Manuel Fraga

The Most Excellent
Manuel Fraga
OCIII OIC OHS OCM OSRP OAX VBD OSC OL OSP OMC OPH OSG
4th President of the Regional Government of Galicia
In office
5 February 1990  2 August 2005
Monarch Juan Carlos I
Preceded by Fernando González Laxe
Succeeded by Emilio Pérez Touriño
President of the People's Party
In office
20 January 1989  1 April 1990
Preceded by Antonio Hernández Mancha (as President of the People's Alliance)
Succeeded by José María Aznar
Second Deputy Prime Minister of Spain and Minister of the Interior
In office
15 December 1975  5 July 1976
Monarch Juan Carlos I
Preceded by Jose Garcia Hernandez
Succeeded by Rodolfo Martín Villa
Minister of Information and Tourism
In office
10 July 1962  29 October 1969
Leader Francisco Franco
Preceded by Gabriel Arias-Salgado
Succeeded by Alfredo Sánchez Bella
Member of the Congress of Deputies
In office
15 June 1977  3 July 1987
Constituency Madrid
Member of the Senate
In office
7 February 2006  27 September 2011
Constituency Galicia
Personal details
Born (1922-11-23)23 November 1922
Vilalba, Galicia, Spain
Died 15 January 2012(2012-01-15) (aged 89)
Madrid, Spain
Nationality Spanish
Political party People's Party (1989–2012)
People's Alliance (1977–1989)
FET y de las JONS (1962–1977)
Other political
affiliations
People's Alliance
Democratic Reform
Spouse(s) Carmen Estévez Eguiagaray
Relations Carmen Fraga Estévez
Children 5
Residence Madrid, Spain
Alma mater University of Santiago de Compostela
Signature

Manuel Fraga Iribarne (Spanish pronunciation: [maˈnwel ˈfɾaɣa iɾiˈβaɾne]; 23 November 1922 – 15 January 2012) was a Spanish professor and politician in Francoist Spain, who was also the founder of the People's Party. Fraga was the Minister of Information and Tourism between 1962 and 1969, Ambassador to the United Kingdom between 1973 and 1975, Minister of the Interior in 1975, Deputy Prime Minister between 1975 and 1976, President of the People's Alliance/People's Party between 1979 and 1990 and President of the Regional Government of Galicia between 1990 and 2005. He has also been both a Deputy in the Congress and a Senator.

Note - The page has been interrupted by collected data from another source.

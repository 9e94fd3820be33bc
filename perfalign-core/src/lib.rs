//! # perfalign-core
//!
//! Core library for perfalign - the reader side of a search-cluster
//! performance metrics pipeline.
//!
//! This library provides:
//! - An event source over the writer's per-window bucket directories
//! - Category processors and an event dispatcher
//! - An in-memory windowed snapshot store with in-flight carry-forward
//! - Temporal alignment of writer snapshots onto the reader's fixed grid
//! - The reader orchestrator loop
//! - An on-disk SQLite metrics database as the final sink
//! - Configuration management and logging infrastructure
//!
//! ## Architecture
//!
//! Data flows through three stages:
//! - **Raw:** Event files written by the external writer (consumed once)
//! - **Snapshot:** One in-memory table per category and writer window (bounded history)
//! - **Aligned:** Metrics per fixed reader window, aggregated into the metrics database
//!
//! ## Example
//!
//! ```rust,no_run
//! use perfalign_core::{Config, FileEventSource, MetricsDatabase, MetricsReader};
//!
//! let config = Config::load().expect("failed to load config");
//!
//! let db = MetricsDatabase::open(&config.metrics_database_path()).expect("failed to open database");
//! db.migrate().expect("failed to run migrations");
//!
//! let source = FileEventSource::new(&config.reader.event_root);
//! let mut reader = MetricsReader::new(config.reader.clone(), Box::new(source), Box::new(db))
//!     .expect("invalid reader configuration");
//! let report = reader.run_cycle(perfalign_core::now_millis()).expect("cycle failed");
//! println!("emitted {} categories", report.emitted());
//! ```

// Re-export commonly used items at the crate root
pub use align::{AlignedSnapshot, AlignmentEngine, AlignmentOutcome, MetricTable, SkipReason};
pub use config::Config;
pub use db::{MetricsDatabase, MetricsSink};
pub use error::{Error, Result};
pub use ingest::{DispatchStats, EventDispatcher, EventSource, FileEventSource};
pub use reader::{CategoryOutcome, Clock, CycleReport, MetricsReader, SystemClock};
pub use store::SnapshotStore;
pub use topology::{ClusterTopology, NodeDetails, TopologyHandle};
pub use types::*;

// Public modules
pub mod align;
pub mod catalog;
pub mod config;
pub mod db;
pub mod error;
pub mod ingest;
pub mod logging;
pub mod reader;
pub mod store;
pub mod topology;
pub mod types;
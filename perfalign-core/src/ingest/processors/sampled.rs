//! Sampled categories: per-thread OS metrics and per-shard node metrics
//!
//! One block per key per flush. Repeated samples for the same key within a
//! window collapse into one row; the newest sample wins.

use super::{build_row, Route};
use crate::catalog::{schema, CategorySchema, FieldIndex};
use crate::error::Result;
use crate::ingest::block::parse_block;
use crate::ingest::processor::{EventProcessor, PendingBatch, ProcessOutcome};
use crate::store::SnapshotStore;
use crate::types::{Category, Event, Window};

pub struct SampledProcessor {
    route: Route,
    schema: &'static CategorySchema,
    index: FieldIndex,
    batch: PendingBatch,
}

impl SampledProcessor {
    fn new(route: Route) -> Self {
        let schema = schema(route.category());
        Self {
            route,
            schema,
            index: FieldIndex::for_schema(schema),
            batch: PendingBatch::default(),
        }
    }

    pub fn os_metrics() -> Self {
        Self::new(Route::OsThread)
    }

    pub fn node_metrics() -> Self {
        Self::new(Route::NodeShard)
    }
}

impl EventProcessor for SampledProcessor {
    fn category(&self) -> Category {
        self.route.category()
    }

    fn initialize(&mut self, store: &SnapshotStore, window: Window) -> Result<()> {
        self.batch.reset(window);
        store.get_or_create(self.category(), window.start)?;
        Ok(())
    }

    fn should_handle(&self, event: &Event) -> bool {
        self.route.claims(&event.segments())
    }

    fn process(&mut self, event: &Event) -> ProcessOutcome {
        let segments = event.segments();
        let path = match self.route.extract(&segments) {
            Ok(path) => path,
            Err(e) => return ProcessOutcome::Rejected(e),
        };
        let block = match parse_block(&event.value) {
            Ok(block) => block,
            Err(e) => return ProcessOutcome::Rejected(e),
        };
        if !self.batch.accepts(block.current_time) {
            return ProcessOutcome::Stale {
                current_time: block.current_time,
            };
        }

        match build_row(self.schema, &self.index, &path, &block) {
            Ok(row) => {
                self.batch.push(row);
                ProcessOutcome::Buffered(1)
            }
            Err(e) => ProcessOutcome::Rejected(e),
        }
    }

    fn pending_rows(&self) -> usize {
        self.batch.len()
    }

    fn commit_batch(&mut self, store: &SnapshotStore) -> Result<usize> {
        self.batch.commit(store, self.category())
    }
}

#[cfg(test)]
mod tests {
    use super::*;
    use crate::ingest::block::ParseErrorKind;

    fn init(processor: &mut SampledProcessor, store: &SnapshotStore) {
        processor.initialize(store, Window::new(5_000, 10_000)).unwrap();
    }

    #[test]
    fn test_os_metrics_row() {
        let store = SnapshotStore::open_in_memory(5_000).unwrap();
        let mut processor = SampledProcessor::os_metrics();
        init(&mut processor, &store);

        let event = Event::new(
            "threads/42/os_metrics",
            "{\"current_time\":6000}\nThreadName:write[T#1]\nCPU_Utilization:0.75\nFutureMetric:9\n",
        );
        assert!(processor.should_handle(&event));
        assert_eq!(processor.process(&event), ProcessOutcome::Buffered(1));
        assert_eq!(processor.pending_rows(), 1);
        assert_eq!(processor.finalize(&store).unwrap(), 1);
        assert_eq!(processor.pending_rows(), 0);

        let table = store.project(Category::OsMetrics, 5_000).unwrap();
        assert_eq!(table.value(&["42", "write[T#1]"], "CPU_Utilization"), Some(0.75));
    }

    #[test]
    fn test_stale_block() {
        let store = SnapshotStore::open_in_memory(5_000).unwrap();
        let mut processor = SampledProcessor::node_metrics();
        init(&mut processor, &store);

        let event = Event::new("indices/logs/0", "{\"current_time\":10000}\nRefresh_Event:3\n");
        assert_eq!(
            processor.process(&event),
            ProcessOutcome::Stale {
                current_time: 10_000
            }
        );
        assert_eq!(processor.pending_rows(), 0);
    }

    #[test]
    fn test_bad_number_drops_row() {
        let store = SnapshotStore::open_in_memory(5_000).unwrap();
        let mut processor = SampledProcessor::node_metrics();
        init(&mut processor, &store);

        let event = Event::new("indices/logs/0", "{\"current_time\":5500}\nRefresh_Event:lots\n");
        match processor.process(&event) {
            ProcessOutcome::Rejected(e) => assert_eq!(e.kind, ParseErrorKind::BadNumber),
            other => panic!("unexpected outcome {:?}", other),
        }
    }

    #[test]
    fn test_initialize_creates_snapshot() {
        let store = SnapshotStore::open_in_memory(5_000).unwrap();
        let mut processor = SampledProcessor::node_metrics();
        init(&mut processor, &store);
        assert!(store.get(Category::NodeMetrics, 5_000).is_some());
        assert!(!processor.should_handle(&Event::new("threads/1/os_metrics", "")));
    }
}
//! Per-category field catalog
//!
//! Every category has a fixed, compile-time schema: which dimensions come
//! from the event key path, which `Name:Value` lines of the value block are
//! dimensions or metrics, and which columns identify a row. A
//! [`FieldIndex`] is resolved from the schema once when a processor is
//! built; looking up a name that is not in the schema yields `None` and the
//! line is ignored, which keeps the reader tolerant of newer writers.

use crate::types::Category;
use std::collections::HashMap;

/// Bookkeeping column: writer timestamp of the latest update to a row.
pub const LAST_UPDATED_TIME: &str = "last_updated_time";
/// Bookkeeping column: operation start (start/finish categories).
pub const START_TIME: &str = "start_time";
/// Bookkeeping column: operation end (start/finish categories).
pub const END_TIME: &str = "end_time";

/// Value-block field that sets [`START_TIME`].
pub const START_TIME_FIELD: &str = "StartTime";
/// Value-block field that sets [`END_TIME`].
pub const FINISH_TIME_FIELD: &str = "FinishTime";

/// Projected metric: number of completed operations.
pub const COUNT_METRIC: &str = "Count";
/// Projected metric: mean operation latency in millis.
pub const LATENCY_METRIC: &str = "Latency";

#[derive(Debug, Clone, Copy, PartialEq, Eq)]
pub enum FieldRole {
    Dimension,
    Metric,
}

#[derive(Debug, Clone, Copy, PartialEq, Eq)]
pub enum FieldType {
    Text,
    Float,
    Int,
}

impl FieldType {
    pub fn sql_type(&self) -> &'static str {
        match self {
            FieldType::Text => "TEXT",
            FieldType::Float => "REAL",
            FieldType::Int => "INTEGER",
        }
    }
}

#[derive(Debug, Clone, Copy, PartialEq, Eq)]
pub struct FieldSpec {
    pub name: &'static str,
    pub role: FieldRole,
    pub ty: FieldType,
}

const fn dim(name: &'static str) -> FieldSpec {
    FieldSpec {
        name,
        role: FieldRole::Dimension,
        ty: FieldType::Text,
    }
}

const fn float(name: &'static str) -> FieldSpec {
    FieldSpec {
        name,
        role: FieldRole::Metric,
        ty: FieldType::Float,
    }
}

const fn int(name: &'static str) -> FieldSpec {
    FieldSpec {
        name,
        role: FieldRole::Metric,
        ty: FieldType::Int,
    }
}

/// How rows of a category come into being.
#[derive(Debug, Clone, Copy, PartialEq, Eq)]
pub enum Lifecycle {
    /// One sample per key per window; newest sample wins.
    Sampled,
    /// A start event and a finish event bind to one row.
    StartFinish,
    /// Whole-cluster membership list, replaced on each update.
    Topology,
}

/// Compile-time description of one category.
#[derive(Debug)]
pub struct CategorySchema {
    pub category: Category,
    pub lifecycle: Lifecycle,
    /// Dimensions taken from the event key path, in column order.
    pub path_fields: &'static [&'static str],
    /// Fields carried as `Name:Value` lines in the value block.
    pub fields: &'static [FieldSpec],
    /// Columns forming the row identity (the upsert key).
    pub key_fields: &'static [&'static str],
    /// Dimension key of the projected metric table.
    pub projection_dimensions: &'static [&'static str],
    /// Dimensions the sink groups aligned rows by.
    pub aggregate_dimensions: &'static [&'static str],
}

/// Where a snapshot column's value comes from.
#[derive(Debug, Clone, Copy, PartialEq, Eq)]
pub enum ColumnSource {
    Path,
    Block(FieldRole),
    LastUpdated,
    StartTime,
    EndTime,
}

/// One column of a snapshot table.
#[derive(Debug, Clone, Copy, PartialEq, Eq)]
pub struct Column {
    pub name: &'static str,
    pub ty: FieldType,
    pub source: ColumnSource,
    pub key: bool,
}

impl CategorySchema {
    pub fn is_start_finish(&self) -> bool {
        self.lifecycle == Lifecycle::StartFinish
    }

    /// Snapshot table columns: path fields, block fields, then bookkeeping.
    pub fn columns(&self) -> Vec<Column> {
        let is_key = |name: &str| self.key_fields.contains(&name);
        let mut columns = Vec::with_capacity(self.path_fields.len() + self.fields.len() + 3);

        for name in self.path_fields {
            columns.push(Column {
                name,
                ty: FieldType::Text,
                source: ColumnSource::Path,
                key: is_key(name),
            });
        }
        for field in self.fields {
            columns.push(Column {
                name: field.name,
                ty: field.ty,
                source: ColumnSource::Block(field.role),
                key: is_key(field.name),
            });
        }
        columns.push(Column {
            name: LAST_UPDATED_TIME,
            ty: FieldType::Int,
            source: ColumnSource::LastUpdated,
            key: false,
        });
        if self.is_start_finish() {
            columns.push(Column {
                name: START_TIME,
                ty: FieldType::Int,
                source: ColumnSource::StartTime,
                key: false,
            });
            columns.push(Column {
                name: END_TIME,
                ty: FieldType::Int,
                source: ColumnSource::EndTime,
                key: false,
            });
        }
        columns
    }

    pub fn metric_fields(&self) -> impl Iterator<Item = &FieldSpec> {
        self.fields.iter().filter(|f| f.role == FieldRole::Metric)
    }

    /// Metric columns of the projected table.
    ///
    /// Start/finish categories project to `Count`, `Latency` and the sum of
    /// each metric field over completed operations.
    pub fn projected_metrics(&self) -> Vec<&'static str> {
        let mut metrics = Vec::new();
        if self.is_start_finish() {
            metrics.push(COUNT_METRIC);
            metrics.push(LATENCY_METRIC);
        }
        metrics.extend(self.metric_fields().map(|f| f.name));
        metrics
    }
}

// ============================================
// Schemas
// ============================================

static OS_METRICS: CategorySchema = CategorySchema {
    category: Category::OsMetrics,
    lifecycle: Lifecycle::Sampled,
    path_fields: &["ThreadID"],
    fields: &[
        dim("ThreadName"),
        float("CPU_Utilization"),
        float("Paging_MajfltRate"),
        float("Paging_MinfltRate"),
        float("Paging_RSS"),
        float("Sched_Runtime"),
        float("Sched_Waittime"),
        float("Sched_CtxRate"),
        float("Heap_AllocRate"),
        float("IO_ReadThroughput"),
        float("IO_WriteThroughput"),
        float("IO_TotalSyscallRate"),
        float("Thread_Blocked_Time"),
    ],
    key_fields: &["ThreadID"],
    projection_dimensions: &["ThreadID", "ThreadName"],
    aggregate_dimensions: &[],
};

static SHARD_OPERATIONS: CategorySchema = CategorySchema {
    category: Category::ShardOperations,
    lifecycle: Lifecycle::StartFinish,
    path_fields: &["ThreadID", "Operation", "OperationID"],
    fields: &[
        dim("IndexName"),
        dim("ShardID"),
        dim("Primary"),
        int("DocCount"),
        int("Failed"),
    ],
    key_fields: &["ThreadID", "Operation", "OperationID"],
    projection_dimensions: &["IndexName", "ShardID", "Operation", "Primary"],
    aggregate_dimensions: &["IndexName", "ShardID", "Operation"],
};

static HTTP_REQUESTS: CategorySchema = CategorySchema {
    category: Category::HttpRequests,
    lifecycle: Lifecycle::StartFinish,
    path_fields: &["ThreadID", "Operation", "RequestID"],
    fields: &[
        dim("HTTPRespCode"),
        dim("Exception"),
        int("ItemCount"),
        int("IndicesCount"),
    ],
    key_fields: &["ThreadID", "Operation", "RequestID"],
    projection_dimensions: &["Operation", "HTTPRespCode", "Exception"],
    aggregate_dimensions: &["Operation", "HTTPRespCode"],
};

static CLUSTER_MANAGER_TASKS: CategorySchema = CategorySchema {
    category: Category::ClusterManagerTasks,
    lifecycle: Lifecycle::StartFinish,
    path_fields: &["ThreadID", "InsertOrder"],
    fields: &[dim("TaskType"), dim("TaskPriority"), dim("TaskMetadata")],
    key_fields: &["ThreadID", "InsertOrder"],
    projection_dimensions: &["TaskType", "TaskPriority"],
    aggregate_dimensions: &["TaskType"],
};

static NODE_METRICS: CategorySchema = CategorySchema {
    category: Category::NodeMetrics,
    lifecycle: Lifecycle::Sampled,
    path_fields: &["IndexName", "ShardID"],
    fields: &[
        float("Indexing_ThrottleTime"),
        float("Cache_Query_Hit"),
        float("Cache_Query_Miss"),
        float("Cache_Query_Size"),
        float("Cache_FieldData_Eviction"),
        float("Cache_FieldData_Size"),
        float("Cache_Request_Hit"),
        float("Cache_Request_Miss"),
        float("Refresh_Event"),
        float("Refresh_Time"),
        float("Flush_Event"),
        float("Merge_Event"),
        float("Merge_Time"),
        float("Segments_Total"),
        float("Segments_Memory"),
    ],
    key_fields: &["IndexName", "ShardID"],
    projection_dimensions: &["IndexName", "ShardID"],
    aggregate_dimensions: &["IndexName"],
};

static CLUSTER_TOPOLOGY: CategorySchema = CategorySchema {
    category: Category::ClusterTopology,
    lifecycle: Lifecycle::Topology,
    path_fields: &[],
    fields: &[
        dim("NodeId"),
        dim("HostAddress"),
        dim("Role"),
        int("IsClusterManager"),
    ],
    key_fields: &["NodeId"],
    projection_dimensions: &["NodeId", "HostAddress", "Role"],
    aggregate_dimensions: &[],
};

/// Schema of a category.
pub fn schema(category: Category) -> &'static CategorySchema {
    match category {
        Category::OsMetrics => &OS_METRICS,
        Category::ShardOperations => &SHARD_OPERATIONS,
        Category::HttpRequests => &HTTP_REQUESTS,
        Category::ClusterManagerTasks => &CLUSTER_MANAGER_TASKS,
        Category::NodeMetrics => &NODE_METRICS,
        Category::ClusterTopology => &CLUSTER_TOPOLOGY,
    }
}

// ============================================
// Field index
// ============================================

/// Resolved location of a value-block field in the snapshot row.
#[derive(Debug, Clone, Copy, PartialEq, Eq)]
pub struct FieldSlot {
    pub column: usize,
    pub ty: FieldType,
    pub key: bool,
}

/// Name → column lookup for one category, resolved once at start-up.
#[derive(Debug, Clone)]
pub struct FieldIndex {
    columns: Vec<Column>,
    block: HashMap<&'static str, FieldSlot>,
    path: HashMap<&'static str, usize>,
    last_updated: usize,
    start_time: Option<usize>,
    end_time: Option<usize>,
}

impl FieldIndex {
    pub fn for_schema(schema: &CategorySchema) -> Self {
        let columns = schema.columns();
        let mut block = HashMap::new();
        let mut path = HashMap::new();
        let mut last_updated = 0;
        let mut start_time = None;
        let mut end_time = None;

        for (i, column) in columns.iter().enumerate() {
            let slot = FieldSlot {
                column: i,
                ty: column.ty,
                key: column.key,
            };
            match column.source {
                ColumnSource::Path => {
                    path.insert(column.name, i);
                }
                ColumnSource::Block(_) => {
                    block.insert(column.name, slot);
                }
                ColumnSource::LastUpdated => last_updated = i,
                ColumnSource::StartTime => {
                    start_time = Some(i);
                    block.insert(START_TIME_FIELD, slot);
                }
                ColumnSource::EndTime => {
                    end_time = Some(i);
                    block.insert(FINISH_TIME_FIELD, slot);
                }
            }
        }

        Self {
            columns,
            block,
            path,
            last_updated,
            start_time,
            end_time,
        }
    }

    /// Look up a value-block field. Unknown names resolve to `None`.
    pub fn resolve(&self, name: &str) -> Option<FieldSlot> {
        self.block.get(name).copied()
    }

    /// Column of a key-path dimension.
    pub fn path_column(&self, name: &str) -> Option<usize> {
        self.path.get(name).copied()
    }

    pub fn columns(&self) -> &[Column] {
        &self.columns
    }

    pub fn width(&self) -> usize {
        self.columns.len()
    }

    pub fn last_updated_column(&self) -> usize {
        self.last_updated
    }

    pub fn start_time_column(&self) -> Option<usize> {
        self.start_time
    }

    pub fn end_time_column(&self) -> Option<usize> {
        self.end_time
    }
}
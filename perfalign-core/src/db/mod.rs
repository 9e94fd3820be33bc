//! Metrics database layer for perfalign
//!
//! The on-disk SQLite database aligned windows are written to:
//! - Schema migrations
//! - The [`MetricsSink`] write contract and its SQLite implementation
//! - Query helpers for diagnostics

pub mod metrics;
pub mod schema;

pub use metrics::{
    aggregate, Aggregate, MetricValueRecord, MetricsDatabase, MetricsSink, WindowRecord,
};
//! Binary encoding/decoding of registry entity envelopes.

pub mod entity;

pub use entity::{
    decode_entity_bytes, decode_entity_with_options, encode_entity, DecodeOptions,
};
//! Error types for entity decoding and validation.

use thiserror::Error;

/// Stable error codes, suitable for logs and registry load reports.
#[derive(Debug, Clone, Copy, PartialEq, Eq)]
pub enum ErrorCode {
    /// E001: Specification has no name
    MissingName,
    /// E002: No join key can be resolved
    NoJoinKey,
    /// E003: Value type number outside the known enum
    UnknownValueType,
    /// E004: Metadata timestamp out of range
    InvalidTimestamp,
    /// E005: Malformed or oversized wire data
    MalformedEncoding,
    /// E006: Entity failed local validation
    Validation,
}

impl ErrorCode {
    /// Returns the error code string (e.g., "E001").
    pub fn code(&self) -> &'static str {
        match self {
            ErrorCode::MissingName => "E001",
            ErrorCode::NoJoinKey => "E002",
            ErrorCode::UnknownValueType => "E003",
            ErrorCode::InvalidTimestamp => "E004",
            ErrorCode::MalformedEncoding => "E005",
            ErrorCode::Validation => "E006",
        }
    }
}

/// Why a specification could not be turned into an entity.
#[derive(Debug, Clone, PartialEq, Eq, Error)]
pub enum InvalidReason {
    #[error("[E001] entity specification has no name")]
    MissingName,

    #[error("[E002] neither join_keys nor the legacy join_key is set")]
    NoJoinKey,

    #[error("[E003] join key {join_key:?} has unknown value type {value}")]
    UnknownValueType { join_key: String, value: i32 },

    #[error("[E004] {field} is out of range")]
    InvalidTimestamp { field: &'static str },
}

/// A specification that cannot produce a usable entity.
///
/// Always returned to the caller; whether to skip the entity or fail the
/// whole catalog load is the registry loader's decision.
#[derive(Debug, Clone, PartialEq, Eq, Error)]
#[error("invalid entity specification{}: {}", display_entity(.entity), .reason)]
pub struct InvalidSpecification {
    /// The offending entity name, when the specification carried one.
    pub entity: Option<String>,
    pub reason: InvalidReason,
}

fn display_entity(entity: &Option<String>) -> String {
    match entity {
        Some(name) => format!(" {name:?}"),
        None => String::new(),
    }
}

impl InvalidSpecification {
    pub(crate) fn new(entity: &str, reason: InvalidReason) -> Self {
        let entity = (!entity.is_empty()).then(|| entity.to_string());
        Self { entity, reason }
    }

    /// Returns the error code for this error.
    pub fn code(&self) -> ErrorCode {
        match self.reason {
            InvalidReason::MissingName => ErrorCode::MissingName,
            InvalidReason::NoJoinKey => ErrorCode::NoJoinKey,
            InvalidReason::UnknownValueType { .. } => ErrorCode::UnknownValueType,
            InvalidReason::InvalidTimestamp { .. } => ErrorCode::InvalidTimestamp,
        }
    }
}

/// Error from local semantic validation of an entity.
#[derive(Debug, Clone, PartialEq, Eq, Error)]
pub enum ValidationError {
    #[error("the entity does not have a name")]
    MissingName,

    #[error("the entity {entity:?} does not have any join keys")]
    NoJoinKeys { entity: String },

    #[error("the entity {entity:?} has an empty join key name")]
    EmptyJoinKeyName { entity: String },

    #[error("the entity {entity:?} join key {join_key:?} has an invalid type")]
    InvalidJoinKeyType { entity: String, join_key: String },
}

/// Error while decoding an entity from bytes.
#[derive(Debug, Clone, PartialEq, Error)]
pub enum DecodeError {
    #[error("[E005] malformed entity message: {0}")]
    Malformed(#[from] prost::DecodeError),

    #[error("[E005] entity message length {len} exceeds maximum {max}")]
    TooLarge { len: usize, max: usize },

    #[error("[E005] entity {entity:?} declares {count} join keys (maximum {max})")]
    TooManyJoinKeys {
        entity: String,
        count: usize,
        max: usize,
    },

    #[error(transparent)]
    Invalid(#[from] InvalidSpecification),

    #[error("[E006] {0}")]
    Validation(#[from] ValidationError),
}

impl DecodeError {
    /// Returns the error code for this error.
    pub fn code(&self) -> ErrorCode {
        match self {
            DecodeError::Invalid(err) => err.code(),
            DecodeError::Validation(_) => ErrorCode::Validation,
            _ => ErrorCode::MalformedEncoding,
        }
    }
}

#[cfg(test)]
mod tests {
    use super::*;

    #[test]
    fn test_invalid_specification_display() {
        let err = InvalidSpecification::new("driver", InvalidReason::NoJoinKey);
        assert_eq!(err.entity.as_deref(), Some("driver"));
        assert_eq!(
            err.to_string(),
            "invalid entity specification \"driver\": [E002] neither join_keys nor the legacy join_key is set"
        );

        let err = InvalidSpecification::new("", InvalidReason::MissingName);
        assert_eq!(err.entity, None);
        assert_eq!(
            err.to_string(),
            "invalid entity specification: [E001] entity specification has no name"
        );
    }

    #[test]
    fn test_codes() {
        let err = InvalidSpecification::new("x", InvalidReason::MissingName);
        assert_eq!(err.code().code(), "E001");
        let err = DecodeError::from(InvalidSpecification::new("x", InvalidReason::NoJoinKey));
        assert_eq!(err.code(), ErrorCode::NoJoinKey);
        let err = DecodeError::TooLarge { len: 10, max: 5 };
        assert_eq!(err.code().code(), "E005");
        let err = DecodeError::from(ValidationError::MissingName);
        assert_eq!(err.code().code(), "E006");
    }
}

Fraga's career as one of the key political figures in Spain straddles both General Francisco Franco's Spanish State and the subsequent transition to representative democracy. He served as the President of the Regional Government of Galicia from 1990 to 2005 and as a Senator until November 2011.[1] Fraga is also one of the Fathers of the Constitution.

Biography

Early life

Fraga was born in Vilalba, Lugo Province, Galicia. Trained in law, economics and political science, he began his political career in 1945, during Francisco Franco's reign.

Political career

Francoist Spain

Fraga started in the Franco cabinet in 1962 as Minister of Information and tourism. Fraga authorized the execution of political prisoners under the Francoist State. A notable case is the execution of communist leader Julián Grimau, whom he called "that little gentleman" (Spanish: ese caballerete) in a press conference when asked about his detention and death sentence. His death sentence caused a large controversy outside of Spain. Grimau was executed by firing squad in 1963. Fraga never publicly apologized or expressed regret for Grimau's execution.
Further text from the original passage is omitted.